Direct and Indirect Costs of Chronic Obstructive Pulmonary Disease in Korea
Kim, Changhwan,Kim, Younhee,Yang, Dong-Wook,Rhee, Chin Kook,Kim, Sung Kyoung,Hwang, Yong-Il,Park, Yong Bum,Lee, Young Mok,Jin, Seonglim,Park, Jinkyeong,Hahm, Cho-Rom,Park, Chang-Han,Park, So Yeon,Jung The Korean Academy of Tuberculosis and Respiratory 2019 Tuberculosis and Respiratory Diseases Vol.82 No.1
Background: Understanding the burden of disease is important to establish cost-effective treatment strategies and to allocate healthcare resources appropriately. However, little reliable information is available regarding the overall economic burden imposed by chronic obstructive pulmonary disease (COPD) in Korea.
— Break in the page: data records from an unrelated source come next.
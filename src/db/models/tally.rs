use core::fmt;

use serde::{Deserialize, Serialize};

use super::community::CommunityId;
use super::session::SessionId;

/// The three counted event kinds.
#[derive(Debug, Clone, Copy, PartialEq, Eq, Hash, Serialize, Deserialize)]
#[serde(rename_all = "snake_case")]
pub enum Metric {
    Gift,
    Like,
    Comment,
}

impl Metric {
    pub const ALL: [Metric; 3] = [Metric::Gift, Metric::Like, Metric::Comment];

    pub const fn as_str(&self) -> &'static str {
        match self {
            Metric::Gift => "gift",
            Metric::Like => "like",
            Metric::Comment => "comment",
        }
    }
}

impl fmt::Display for Metric {
    fn fmt(&self, f: &mut fmt::Formatter<'_>) -> fmt::Result {
        write!(f, "{}", self.as_str())
    }
}

/// Persisted per-session per-performer count; written once at flush time,
/// never updated.
#[derive(Debug, Clone, sqlx::FromRow)]
pub struct TallyRecord {
    pub session_id: SessionId,
    pub community: CommunityId,
    pub performer_handle: String,
    pub metric: String,
    pub count: i64,
}

/// Summed roll-up row for one performer.
#[derive(Debug, Clone, sqlx::FromRow)]
pub struct HandleCount {
    pub handle: String,
    pub total: i64,
}
//! # IO Module
//!
//! Everything that talks to the outside world: the HTTP client for the
//! remote journaling API, and the terminal rendering of the agenda view.

pub mod client;
pub mod display;

pub use client::{ApiClient, ApiError, DEFAULT_API_BASE};
pub use display::render_agenda;
//! Session state: who is signed in, and the remembered credentials used to
//! prefill the login form.
//!
//! The remote API owns authentication; this service only orchestrates the
//! calls and keeps the resulting identity in the key-value store.

use anyhow::{anyhow, Result};
use log::info;
use shared::{AuthSession, LoginRequest, SignupRequest};
use std::sync::Arc;

use crate::backend::storage::KeyValueStore;

const LOGGED_IN_KEY: &str = "loggedIn";
const USER_ID_KEY: &str = "userId";
const SAVED_EMAIL_KEY: &str = "savedEmail";
const SAVED_PASSWORD_KEY: &str = "savedPassword";
const USERNAME_KEY: &str = "username";

/// Seam for the remote auth endpoints, implemented by the io-layer client
/// and by test stubs.
pub trait AuthApi {
    fn login(&self, request: &LoginRequest) -> Result<AuthSession>;
    fn signup(&self, request: &SignupRequest) -> Result<AuthSession>;
}

#[derive(Clone)]
pub struct SessionService {
    store: Arc<dyn KeyValueStore>,
}

impl SessionService {
    pub fn new(store: Arc<dyn KeyValueStore>) -> Self {
        Self { store }
    }

    pub fn is_logged_in(&self) -> bool {
        matches!(self.store.get(LOGGED_IN_KEY), Ok(Some(value)) if value == "true")
    }

    /// Remembered email and password, for prefilling the login form
    pub fn saved_credentials(&self) -> (Option<String>, Option<String>) {
        (
            self.store.get(SAVED_EMAIL_KEY).unwrap_or(None),
            self.store.get(SAVED_PASSWORD_KEY).unwrap_or(None),
        )
    }

    pub fn username(&self) -> Option<String> {
        self.store.get(USERNAME_KEY).unwrap_or(None)
    }

    pub fn user_id(&self) -> Option<String> {
        self.store.get(USER_ID_KEY).unwrap_or(None)
    }

    /// Sign in against the remote API and persist the session.
    ///
    /// The email is normalized (trimmed, lowercased) before it goes over the
    /// wire, and the normalized form is what gets remembered. The display
    /// username falls back from the server's answer to the previously stored
    /// one, and finally to the email's local part.
    pub fn login(&self, api: &dyn AuthApi, email: &str, password: &str) -> Result<AuthSession> {
        let email = email.trim();
        if email.is_empty() || password.is_empty() {
            return Err(anyhow!("Please enter email and password"));
        }
        let normalized_email = email.to_lowercase();

        let session = api.login(&LoginRequest {
            email: normalized_email.clone(),
            password: password.to_string(),
        })?;

        self.store.set(LOGGED_IN_KEY, "true")?;
        if let Some(user_id) = &session.user_id {
            self.store.set(USER_ID_KEY, user_id)?;
        }
        self.store.set(SAVED_EMAIL_KEY, &normalized_email)?;
        self.store.set(SAVED_PASSWORD_KEY, password)?;

        let username = session
            .username
            .as_deref()
            .map(str::trim)
            .filter(|name| !name.is_empty())
            .map(str::to_string)
            .or_else(|| self.username())
            .unwrap_or_else(|| email_local_part(&normalized_email));
        self.store.set(USERNAME_KEY, &username)?;

        info!("Signed in as {username}");
        Ok(session)
    }

    /// Create an account against the remote API and persist the session
    pub fn signup(&self, api: &dyn AuthApi, request: &SignupRequest) -> Result<AuthSession> {
        if request.username.is_empty()
            || request.name.is_empty()
            || request.email.is_empty()
            || request.password.is_empty()
        {
            return Err(anyhow!("Please complete all fields"));
        }

        let session = api.signup(request)?;

        self.store.set(LOGGED_IN_KEY, "true")?;
        if let Some(user_id) = &session.user_id {
            self.store.set(USER_ID_KEY, user_id)?;
        }

        Ok(session)
    }

    /// Sign out. Remembered credentials stay behind so the next login form
    /// can be prefilled.
    pub fn log_out(&self) -> Result<()> {
        self.store.remove(LOGGED_IN_KEY)?;
        self.store.remove(USER_ID_KEY)?;
        Ok(())
    }
}

fn email_local_part(email: &str) -> String {
    match email.split('@').next() {
        Some(local) if !local.is_empty() => local.to_string(),
        _ => email.to_string(),
    }
}

#[cfg(test)]
mod tests {
    use super::*;
    use crate::backend::storage::MemoryKeyValueStore;

    struct StubAuthApi {
        session: AuthSession,
    }

    impl AuthApi for StubAuthApi {
        fn login(&self, _request: &LoginRequest) -> Result<AuthSession> {
            Ok(self.session.clone())
        }

        fn signup(&self, _request: &SignupRequest) -> Result<AuthSession> {
            Ok(self.session.clone())
        }
    }

    struct RejectingAuthApi;

    impl AuthApi for RejectingAuthApi {
        fn login(&self, _request: &LoginRequest) -> Result<AuthSession> {
            Err(anyhow!("Invalid credentials"))
        }

        fn signup(&self, _request: &SignupRequest) -> Result<AuthSession> {
            Err(anyhow!("Email already registered"))
        }
    }

    fn service() -> (SessionService, Arc<MemoryKeyValueStore>) {
        let store = Arc::new(MemoryKeyValueStore::new());
        (SessionService::new(store.clone()), store)
    }

    #[test]
    fn test_login_persists_the_session() {
        let (service, store) = service();
        let api = StubAuthApi {
            session: AuthSession {
                user_id: Some("42".to_string()),
                username: Some("lene".to_string()),
            },
        };

        service.login(&api, "  Lene@Example.COM ", "hunter2").unwrap();

        assert!(service.is_logged_in());
        assert_eq!(service.user_id(), Some("42".to_string()));
        assert_eq!(service.username(), Some("lene".to_string()));
        assert_eq!(
            service.saved_credentials(),
            (
                Some("lene@example.com".to_string()),
                Some("hunter2".to_string())
            )
        );
        assert_eq!(
            store.get("savedEmail").unwrap(),
            Some("lene@example.com".to_string())
        );
    }

    #[test]
    fn test_login_rejects_blank_input_without_calling_the_api() {
        let (service, _store) = service();

        assert!(service.login(&RejectingAuthApi, "  ", "pw").is_err());
        assert!(service
            .login(&RejectingAuthApi, "lene@example.com", "")
            .is_err());
        assert!(!service.is_logged_in());
    }

    #[test]
    fn test_failed_login_leaves_no_session_behind() {
        let (service, _store) = service();

        assert!(service
            .login(&RejectingAuthApi, "lene@example.com", "wrong")
            .is_err());
        assert!(!service.is_logged_in());
        assert_eq!(service.saved_credentials(), (None, None));
    }

    #[test]
    fn test_username_falls_back_to_stored_then_email_local_part() {
        let (service, store) = service();
        let api = StubAuthApi {
            session: AuthSession {
                user_id: Some("42".to_string()),
                username: None,
            },
        };

        // No server username, no stored one: email local part wins
        service.login(&api, "lene@example.com", "pw").unwrap();
        assert_eq!(service.username(), Some("lene".to_string()));

        // A previously stored username takes precedence over the local part
        store.set("username", "rosie").unwrap();
        service.login(&api, "lene@example.com", "pw").unwrap();
        assert_eq!(service.username(), Some("rosie".to_string()));

        // A whitespace-only server username is treated as absent
        let blank_api = StubAuthApi {
            session: AuthSession {
                user_id: None,
                username: Some("   ".to_string()),
            },
        };
        service.login(&blank_api, "lene@example.com", "pw").unwrap();
        assert_eq!(service.username(), Some("rosie".to_string()));
    }

    #[test]
    fn test_signup_requires_every_field() {
        let (service, _store) = service();
        let api = StubAuthApi {
            session: AuthSession::default(),
        };

        let incomplete = SignupRequest {
            username: "lene".to_string(),
            name: String::new(),
            email: "lene@example.com".to_string(),
            password: "pw".to_string(),
        };
        assert!(service.signup(&api, &incomplete).is_err());

        let complete = SignupRequest {
            name: "Lene".to_string(),
            ..incomplete
        };
        service.signup(&api, &complete).unwrap();
        assert!(service.is_logged_in());
    }

    #[test]
    fn test_log_out_keeps_remembered_credentials() {
        let (service, _store) = service();
        let api = StubAuthApi {
            session: AuthSession {
                user_id: Some("42".to_string()),
                username: Some("lene".to_string()),
            },
        };
        service.login(&api, "lene@example.com", "hunter2").unwrap();

        service.log_out().unwrap();

        assert!(!service.is_logged_in());
        assert_eq!(service.user_id(), None);
        assert_eq!(
            service.saved_credentials(),
            (
                Some("lene@example.com".to_string()),
                Some("hunter2".to_string())
            )
        );
    }
}
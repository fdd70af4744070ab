use chrono::Datelike;
use serde::{Deserialize, Serialize};
use std::fmt;

/// Minimum width (in percent) a tally bar renders at, so a zero or tiny
/// count still shows a visible stub instead of collapsing to nothing.
pub const MIN_BAR_WIDTH_PERCENT: f64 = 18.0;

/// Category of a journal entry.
///
/// Exactly two values exist: a rose is a positive reflection, a thorn a
/// negative or cautionary one. The persisted form may carry other strings
/// (see `EntryRecord`); those are resolved at the deserialization boundary,
/// never here.
#[derive(Debug, Clone, Copy, PartialEq, Eq, Serialize, Deserialize)]
#[serde(rename_all = "lowercase")]
pub enum EntryCategory {
    Rose,
    Thorn,
}

impl EntryCategory {
    pub fn as_str(&self) -> &'static str {
        match self {
            EntryCategory::Rose => "rose",
            EntryCategory::Thorn => "thorn",
        }
    }

    /// Calendar dot color for this category.
    pub fn marker_color(&self) -> MarkerColor {
        match self {
            EntryCategory::Rose => MarkerColor::Pink,
            EntryCategory::Thorn => MarkerColor::Green,
        }
    }

    /// Human-readable label, as shown on entry badges.
    pub fn label(&self) -> &'static str {
        match self {
            EntryCategory::Rose => "Rose",
            EntryCategory::Thorn => "Thorn",
        }
    }
}

impl fmt::Display for EntryCategory {
    fn fmt(&self, f: &mut fmt::Formatter<'_>) -> fmt::Result {
        f.write_str(self.as_str())
    }
}

/// Color of a calendar day marker dot.
#[derive(Debug, Clone, Copy, PartialEq, Eq, Serialize, Deserialize)]
#[serde(rename_all = "lowercase")]
pub enum MarkerColor {
    Pink,
    Green,
}

/// Entry ID in format: "entry::<rose|thorn>::epoch_millis"
#[derive(Debug, Clone, PartialEq, Serialize, Deserialize)]
pub struct JournalEntry {
    pub id: String,
    /// Whether this entry is a rose (positive) or a thorn (negative)
    pub category: EntryCategory,
    /// User-authored note, trimmed of surrounding whitespace before storage
    pub text: String,
    /// Creation timestamp with timezone (RFC 3339)
    pub created_at: String,
}

impl JournalEntry {
    /// Generate an entry ID from the category and creation timestamp
    pub fn generate_id(category: EntryCategory, epoch_millis: u64) -> String {
        format!("entry::{}::{}", category.as_str(), epoch_millis)
    }

    /// Parse an entry ID to extract its components
    pub fn parse_id(id: &str) -> Result<(EntryCategory, u64), EntryIdError> {
        let parts: Vec<&str> = id.split("::").collect();
        if parts.len() != 3 || parts[0] != "entry" {
            return Err(EntryIdError::InvalidFormat);
        }

        let category = match parts[1] {
            "rose" => EntryCategory::Rose,
            "thorn" => EntryCategory::Thorn,
            _ => return Err(EntryIdError::InvalidCategory),
        };

        let epoch_millis = parts[2]
            .parse::<u64>()
            .map_err(|_| EntryIdError::InvalidTimestamp)?;

        Ok((category, epoch_millis))
    }

    /// Extract the epoch timestamp from the entry ID for sorting
    pub fn extract_timestamp(&self) -> Result<u64, EntryIdError> {
        Self::parse_id(&self.id).map(|(_, timestamp)| timestamp)
    }
}

#[derive(Debug, Clone, PartialEq)]
pub enum EntryIdError {
    InvalidFormat,
    InvalidCategory,
    InvalidTimestamp,
}

impl fmt::Display for EntryIdError {
    fn fmt(&self, f: &mut fmt::Formatter<'_>) -> fmt::Result {
        match self {
            EntryIdError::InvalidFormat => write!(f, "Invalid entry ID format"),
            EntryIdError::InvalidCategory => write!(f, "Invalid category in entry ID"),
            EntryIdError::InvalidTimestamp => write!(f, "Invalid timestamp in entry ID"),
        }
    }
}

impl std::error::Error for EntryIdError {}

/// Persisted/wire shape of a journal entry.
///
/// The stored field names predate this codebase and differ from the domain
/// model: the category travels as `type` and the timestamp as `createdAt`.
/// The category is kept as a raw string here so the deserialization boundary
/// can log unrecognized values before resolving them.
#[derive(Debug, Clone, PartialEq, Serialize, Deserialize)]
pub struct EntryRecord {
    pub id: String,
    #[serde(rename = "type")]
    pub entry_type: String,
    pub text: String,
    #[serde(rename = "createdAt")]
    pub created_at: String,
}

/// Request to create a new journal entry
#[derive(Debug, Clone, PartialEq, Serialize, Deserialize)]
pub struct CreateEntryRequest {
    pub category: EntryCategory,
    pub text: String,
}

/// Type of calendar cell for explicit rendering logic
#[derive(Debug, Clone, Serialize, Deserialize, PartialEq)]
pub enum CalendarDayType {
    /// Empty padding cell before the first day of the month
    PaddingBefore,
    /// Actual day within the month
    MonthDay,
    /// Empty padding cell after the last day, filling out the final week
    PaddingAfter,
}

/// A single cell of the month grid
#[derive(Debug, Clone, Serialize, Deserialize, PartialEq)]
pub struct CalendarDay {
    /// Day of month in [1, days_in_month]; 0 for padding cells
    pub day: u32,
    pub day_type: CalendarDayType,
    /// One marker per entry created on this day, in collection order.
    /// Unbounded here; consumers cap how many they show.
    pub markers: Vec<MarkerColor>,
}

/// A Monday-first calendar month: leading blanks, one cell per day, trailing
/// blanks to a multiple of seven
#[derive(Debug, Clone, Serialize, Deserialize, PartialEq)]
pub struct CalendarMonth {
    pub year: i32,
    /// Zero-indexed month (0 = January)
    pub month: u32,
    pub days: Vec<CalendarDay>,
    /// Blank cells before day 1; 0 when the month starts on a Monday
    pub leading_blanks: u32,
}

/// The month/year the calendar is currently looking at
#[derive(Debug, Clone, Serialize, Deserialize, PartialEq)]
pub struct CalendarFocusDate {
    /// Zero-indexed month (0 = January)
    pub month: u32,
    pub year: i32,
}

impl Default for CalendarFocusDate {
    fn default() -> Self {
        let now = chrono::Local::now();
        Self {
            month: now.month0(),
            year: now.year(),
        }
    }
}

/// Counts of each entry category across the entire loaded collection.
/// Never scoped to the viewed month.
#[derive(Debug, Clone, Copy, Default, Serialize, Deserialize, PartialEq, Eq)]
pub struct CategoryTotals {
    pub rose: u32,
    pub thorn: u32,
}

impl CategoryTotals {
    /// Normalization denominator for the tally bars: the larger count, or 1
    /// when both are zero.
    pub fn max_total(&self) -> u32 {
        self.rose.max(self.thorn).max(1)
    }

    pub fn rose_width_percent(&self) -> f64 {
        bar_width_percent(self.rose, self.max_total())
    }

    pub fn thorn_width_percent(&self) -> f64 {
        bar_width_percent(self.thorn, self.max_total())
    }
}

/// Width (in percent of the track) for a tally bar with `count` entries.
///
/// A zero count renders at the minimum stub width; a nonzero count scales
/// against `max_total` and is clamped so it never exceeds the track nor
/// drops below the stub.
pub fn bar_width_percent(count: u32, max_total: u32) -> f64 {
    if count == 0 {
        return MIN_BAR_WIDTH_PERCENT;
    }
    let scaled = (count as f64 / max_total as f64) * 100.0;
    scaled.clamp(MIN_BAR_WIDTH_PERCENT, 100.0)
}

/// Request body for signing in to the remote API
#[derive(Debug, Clone, PartialEq, Serialize, Deserialize)]
pub struct LoginRequest {
    pub email: String,
    pub password: String,
}

/// Request body for creating an account on the remote API
#[derive(Debug, Clone, PartialEq, Serialize, Deserialize)]
pub struct SignupRequest {
    pub username: String,
    pub name: String,
    pub email: String,
    pub password: String,
}

/// Response body from the remote auth endpoints.
///
/// The backend returns `{ message, id }` and sometimes a username; every
/// field is optional-tolerant and the id may arrive as a number or string.
#[derive(Debug, Clone, Default, PartialEq, Serialize, Deserialize)]
pub struct AuthResponse {
    #[serde(default)]
    pub message: Option<String>,
    #[serde(default)]
    pub error: Option<String>,
    #[serde(default)]
    pub id: Option<serde_json::Value>,
    #[serde(default)]
    pub username: Option<String>,
}

impl AuthResponse {
    /// The user id as a string, whatever JSON type the backend sent it as
    pub fn id_string(&self) -> Option<String> {
        match &self.id {
            Some(serde_json::Value::String(s)) => Some(s.clone()),
            Some(serde_json::Value::Number(n)) => Some(n.to_string()),
            _ => None,
        }
    }
}

/// A signed-in identity as reported by the remote API
#[derive(Debug, Clone, Default, PartialEq)]
pub struct AuthSession {
    pub user_id: Option<String>,
    pub username: Option<String>,
}
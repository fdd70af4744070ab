//! # Storage Module
//!
//! Handles all data persistence for the journaling app.
//!
//! Persistence is a plain key-value interface: journal entries live under a
//! single key as a JSON array, session state under a handful of string keys.
//! The backing implementation is chosen once at process start — on-disk files
//! when a data directory is available, an in-memory map otherwise — and
//! injected into the services that need it. Nothing in here is ambient or
//! global.

pub mod entry_repository;
pub mod file;
pub mod memory;
pub mod traits;

pub use entry_repository::{EntryRepository, ENTRIES_KEY};
pub use file::FileKeyValueStore;
pub use memory::MemoryKeyValueStore;
pub use traits::KeyValueStore;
Methods: This study is a multicenter observational research on the COPD burden in Korea. Total COPD costs were comprised of three categories: direct medical, direct non-medical, and indirect costs. For direct medical costs, institutional investigation was performed at 13 medical facilities mainly based on the claims data. For direct non-medical and indirect costs, site-based surveys were administered to the COPD patients during routine visits. Total costs were estimated using the COPD population defined in the recent report. Results: The estimated total costs were approximately 1,245 million US dollar (1,408 billion Korean won). Direct medical costs comprised approximately 20% of the total estimated costs. Of these, formal medical costs held more than 80%. As direct non-medical costs, nursing costs made up the largest percentage (39%) of the total estimated costs. Costs for COPD-related loss of productivity formed four fifths of indirect costs, and accounted for up to 33% of the total costs. Conclusion: This study shows for the first time the direct and indirect costs of COPD in Korea. The total costs were enormous, and the costs of nursing and lost productivity comprised approximately 70% of total costs. The results provide insight for an effective allocation of healthcare resources and to inform establishment of strategies to reduce national burden of COPD.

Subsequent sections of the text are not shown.